_Information_
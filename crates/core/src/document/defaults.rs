//! Per-action defaulting of `status` and `locale`.
//!
//! Every facade operation resolves its parameters through [`resolve`], which
//! consults the single table in [`rules_for`].

use document_service_filters::Filter;

use super::id::{LocaleScope, LocaleSelector};
use super::model::PublicationState;
use super::schema::ContentType;
use super::validate::ValidationError;
use crate::middleware::Action;

#[derive(Debug, Clone, Copy, PartialEq, Eq)]
pub enum StatusRule {
    /// Caller may pick; draft when omitted.
    DefaultDraft,
    /// Always the draft row; caller input is ignored.
    ForcedDraft,
    /// Status plays no role; caller input is ignored.
    Ignored,
    /// Supplying a status is a validation error.
    Rejected,
}

#[derive(Debug, Clone, Copy, PartialEq, Eq)]
pub enum LocaleDefault {
    DefaultLocale,
    AllLocales,
}

#[derive(Debug, Clone, Copy, PartialEq, Eq)]
pub struct Rules {
    pub status: StatusRule,
    pub locale: LocaleDefault,
    pub wildcard: bool,
    pub requires_draft_and_publish: bool,
}

pub const fn rules_for(action: Action) -> Rules {
    use LocaleDefault::*;
    use StatusRule::*;

    let (status, locale, wildcard, requires_draft_and_publish) = match action {
        Action::FindOne
        | Action::FindFirst
        | Action::FindMany
        | Action::Count
        | Action::FindPage => (DefaultDraft, DefaultLocale, true, false),
        Action::Create => (ForcedDraft, DefaultLocale, false, false),
        Action::Update => (ForcedDraft, DefaultLocale, false, false),
        Action::Delete => (Ignored, AllLocales, true, false),
        Action::DeleteMany => (Rejected, AllLocales, true, false),
        Action::Clone => (ForcedDraft, AllLocales, true, false),
        Action::Publish | Action::Unpublish | Action::DiscardDraft => {
            (Ignored, AllLocales, true, true)
        }
    };
    Rules {
        status,
        locale,
        wildcard,
        requires_draft_and_publish,
    }
}

/// Effective scope of one call.
#[derive(Debug, Clone, PartialEq, Eq)]
pub struct Resolved {
    pub locale: LocaleScope,
    /// `None` when rows of both states are in scope.
    pub status: Option<PublicationState>,
}

impl Resolved {
    /// Repository predicate for this scope.
    pub fn filter(&self) -> Filter {
        Filter::all([locale_filter(&self.locale), status_filter(self.status)])
    }

    /// The single locale a write targets.
    pub fn target_locale(&self) -> Option<String> {
        match &self.locale {
            LocaleScope::One(locale) => locale.clone(),
            LocaleScope::Any => None,
        }
    }
}

pub fn resolve(
    action: Action,
    content_type: &ContentType,
    locale: Option<&LocaleSelector>,
    status: Option<PublicationState>,
    fallback_locale: &str,
) -> Result<Resolved, ValidationError> {
    let rules = rules_for(action);

    if rules.requires_draft_and_publish && !content_type.draft_and_publish {
        return Err(ValidationError::DraftAndPublishDisabled {
            uid: content_type.uid.clone(),
            action,
        });
    }

    let status = match rules.status {
        StatusRule::Rejected if status.is_some() => {
            return Err(ValidationError::StatusNotAllowed { action })
        }
        StatusRule::Rejected | StatusRule::Ignored => None,
        StatusRule::ForcedDraft => Some(PublicationState::Draft),
        StatusRule::DefaultDraft if content_type.draft_and_publish => {
            Some(status.unwrap_or(PublicationState::Draft))
        }
        StatusRule::DefaultDraft => None,
    };

    let locale = if !content_type.localized {
        LocaleScope::One(None)
    } else {
        match locale {
            Some(LocaleSelector::Exact(locale)) => LocaleScope::One(Some(locale.clone())),
            Some(LocaleSelector::All) if rules.wildcard => LocaleScope::Any,
            Some(LocaleSelector::All) => {
                return Err(ValidationError::WildcardLocaleNotAllowed { action })
            }
            None => match rules.locale {
                LocaleDefault::AllLocales => LocaleScope::Any,
                LocaleDefault::DefaultLocale => LocaleScope::One(Some(
                    content_type.default_locale_or(fallback_locale).to_string(),
                )),
            },
        }
    };

    Ok(Resolved { locale, status })
}

pub fn locale_filter(scope: &LocaleScope) -> Filter {
    match scope {
        LocaleScope::Any => Filter::Everything,
        LocaleScope::One(Some(locale)) => Filter::eq("locale", locale.as_str()),
        LocaleScope::One(None) => Filter::is_null("locale"),
    }
}

pub fn status_filter(status: Option<PublicationState>) -> Filter {
    match status {
        None => Filter::Everything,
        Some(PublicationState::Draft) => Filter::is_null("publishedAt"),
        Some(PublicationState::Published) => Filter::not_null("publishedAt"),
    }
}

_Exercise aim_
Each record above needs to be given again exactly as written.

_Reply to the task_
filename crates/core/src/document/defaults.rs
//! Per-action defaulting of `status` and `locale`.
//!
//! Every facade operation resolves its parameters through [`resolve`], which
//! consults the single table in [`rules_for`].

use document_service_filters::Filter;

use super::id::{LocaleScope, LocaleSelector};
use super::model::PublicationState;
use super::schema::ContentType;
use super::validate::ValidationError;
use crate::middleware::Action;

#[derive(Debug, Clone, Copy, PartialEq, Eq)]
pub enum StatusRule {
    /// Caller may pick; draft when omitted.
    DefaultDraft,
    /// Always the draft row; caller input is ignored.
    ForcedDraft,
    /// Status plays no role; caller input is ignored.
    Ignored,
    /// Supplying a status is a validation error.
    Rejected,
}

#[derive(Debug, Clone, Copy, PartialEq, Eq)]
pub enum LocaleDefault {
    DefaultLocale,
    AllLocales,
}

#[derive(Debug, Clone, Copy, PartialEq, Eq)]
pub struct Rules {
    pub status: StatusRule,
    pub locale: LocaleDefault,
    pub wildcard: bool,
    pub requires_draft_and_publish: bool,
}

pub const fn rules_for(action: Action) -> Rules {
    use LocaleDefault::*;
    use StatusRule::*;

    let (status, locale, wildcard, requires_draft_and_publish) = match action {
        Action::FindOne
        | Action::FindFirst
        | Action::FindMany
        | Action::Count
        | Action::FindPage => (DefaultDraft, DefaultLocale, true, false),
        Action::Create => (ForcedDraft, DefaultLocale, false, false),
        Action::Update => (ForcedDraft, DefaultLocale, false, false),
        Action::Delete => (Ignored, AllLocales, true, false),
        Action::DeleteMany => (Rejected, AllLocales, true, false),
        Action::Clone => (ForcedDraft, AllLocales, true, false),
        Action::Publish | Action::Unpublish | Action::DiscardDraft => {
            (Ignored, AllLocales, true, true)
        }
    };
    Rules {
        status,
        locale,
        wildcard,
        requires_draft_and_publish,
    }
}

/// Effective scope of one call.
#[derive(Debug, Clone, PartialEq, Eq)]
pub struct Resolved {
    pub locale: LocaleScope,
    /// `None` when rows of both states are in scope.
    pub status: Option<PublicationState>,
}

impl Resolved {
    /// Repository predicate for this scope.
    pub fn filter(&self) -> Filter {
        Filter::all([locale_filter(&self.locale), status_filter(self.status)])
    }

    /// The single locale a write targets.
    pub fn target_locale(&self) -> Option<String> {
        match &self.locale {
            LocaleScope::One(locale) => locale.clone(),
            LocaleScope::Any => None,
        }
    }
}

pub fn resolve(
    action: Action,
    content_type: &ContentType,
    locale: Option<&LocaleSelector>,
    status: Option<PublicationState>,
    fallback_locale: &str,
) -> Result<Resolved, ValidationError> {
    let rules = rules_for(action);

    if rules.requires_draft_and_publish && !content_type.draft_and_publish {
        return Err(ValidationError::DraftAndPublishDisabled {
            uid: content_type.uid.clone(),
            action,
        });
    }

    let status = match rules.status {
        StatusRule::Rejected if status.is_some() => {
            return Err(ValidationError::StatusNotAllowed { action })
        }
        StatusRule::Rejected | StatusRule::Ignored => None,
        StatusRule::ForcedDraft => Some(PublicationState::Draft),
        StatusRule::DefaultDraft if content_type.draft_and_publish => {
            Some(status.unwrap_or(PublicationState::Draft))
        }
        StatusRule::DefaultDraft => None,
    };

    let locale = if !content_type.localized {
        LocaleScope::One(None)
    } else {
        match locale {
            Some(LocaleSelector::Exact(locale)) => LocaleScope::One(Some(locale.clone())),
            Some(LocaleSelector::All) if rules.wildcard => LocaleScope::Any,
            Some(LocaleSelector::All) => {
                return Err(ValidationError::WildcardLocaleNotAllowed { action })
            }
            None => match rules.locale {
                LocaleDefault::AllLocales => LocaleScope::Any,
                LocaleDefault::DefaultLocale => LocaleScope::One(Some(
                    content_type.default_locale_or(fallback_locale).to_string(),
                )),
            },
        }
    };

    Ok(Resolved { locale, status })
}

pub fn locale_filter(scope: &LocaleScope) -> Filter {
    match scope {
        LocaleScope::Any => Filter::Everything,
        LocaleScope::One(Some(locale)) => Filter::eq("locale", locale.as_str()),
        LocaleScope::One(None) => Filter::is_null("locale"),
    }
}

pub fn status_filter(status: Option<PublicationState>) -> Filter {
    match status {
        None => Filter::Everything,
        Some(PublicationState::Draft) => Filter::is_null("publishedAt"),
        Some(PublicationState::Published) => Filter::not_null("publishedAt"),
    }
}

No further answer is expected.